Input material >>

###

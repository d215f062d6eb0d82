//! Common test utilities for integration tests
//!
//! Provides shared fixtures and helpers used across multiple integration
//! test files.

#![allow(dead_code)]

use std::sync::Arc;
use std::time::Duration;

use dbconverge::adapters::{ManualClock, SimulatedGateway, SimulationScript, TokioClock};
use dbconverge::domain::models::{
    DbInstanceConfig, InstanceStatus, Password, PollPolicy, ResourceId, ResourceRecord, Tags,
};
use dbconverge::services::{LifecycleController, LifecyclePolicies};
use dbconverge::ResourceGateway;

pub type Controller = LifecycleController<SimulatedGateway>;

/// Create a temporary directory for test isolation
pub fn temp_dir() -> tempfile::TempDir {
    tempfile::tempdir().expect("Failed to create temp dir")
}

/// Setup test logging
///
/// Initializes tracing subscriber for test output.
pub fn setup_test_logging() {
    use tracing_subscriber::fmt;

    let _ = fmt()
        .with_test_writer()
        .with_max_level(tracing::Level::DEBUG)
        .try_init();
}

/// Minimal postgres definition with the given identifier
pub fn instance_config(identifier: &str) -> DbInstanceConfig {
    DbInstanceConfig::new(
        identifier,
        "postgres",
        "15.4",
        "db.t3.micro",
        20,
        "admin",
        Password::new("correct-horse"),
    )
}

pub fn tags(pairs: &[(&str, &str)]) -> Tags {
    pairs
        .iter()
        .map(|(k, v)| ((*k).to_string(), (*v).to_string()))
        .collect()
}

pub fn statuses(labels: &[&str]) -> Vec<InstanceStatus> {
    labels.iter().map(|l| InstanceStatus::parse(l)).collect()
}

/// 30s settle delay, 10s interval, and the given deadline
pub fn policy_with_timeout(timeout: Duration) -> PollPolicy {
    PollPolicy {
        timeout,
        ..PollPolicy::provisioning()
    }
}

/// Controller on a virtual clock over a simulated gateway
pub struct Harness {
    pub gateway: Arc<SimulatedGateway>,
    pub clock: Arc<ManualClock>,
    pub controller: Controller,
}

impl Harness {
    pub fn new() -> Self {
        Self::with_script(SimulationScript::default())
    }

    pub fn with_script(script: SimulationScript) -> Self {
        let gateway = Arc::new(SimulatedGateway::with_script(script));
        let clock = Arc::new(ManualClock::new());
        let controller = LifecycleController::new(gateway.clone(), clock.clone());
        Self {
            gateway,
            clock,
            controller,
        }
    }

    pub fn with_policies(mut self, policies: LifecyclePolicies) -> Self {
        self.controller = self.controller.with_policies(policies);
        self
    }

    /// Seed an available instance and return a record tracking it.
    pub async fn provisioned(&self, identifier: &str) -> ResourceRecord {
        self.gateway.seed_available(instance_config(identifier)).await;
        let id = ResourceId::new(identifier);
        let snapshot = self
            .gateway
            .describe(&id)
            .await
            .expect("describe seeded instance")
            .expect("seeded instance exists");

        let mut record = ResourceRecord::new();
        record.adopt(id, snapshot);
        record
    }
}

/// Controller on tokio's timer, for tests running with a paused runtime
pub fn wall_clock_controller(gateway: Arc<SimulatedGateway>) -> Controller {
    LifecycleController::new(gateway, Arc::new(TokioClock))
}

###

Read the entries above and find each line holding the word "ResourceRecord". Copy it out.

    DbInstanceConfig, InstanceStatus, Password, PollPolicy, ResourceId, ResourceRecord, Tags,
    pub async fn provisioned(&self, identifier: &str) -> ResourceRecord {
        let mut record = ResourceRecord::new();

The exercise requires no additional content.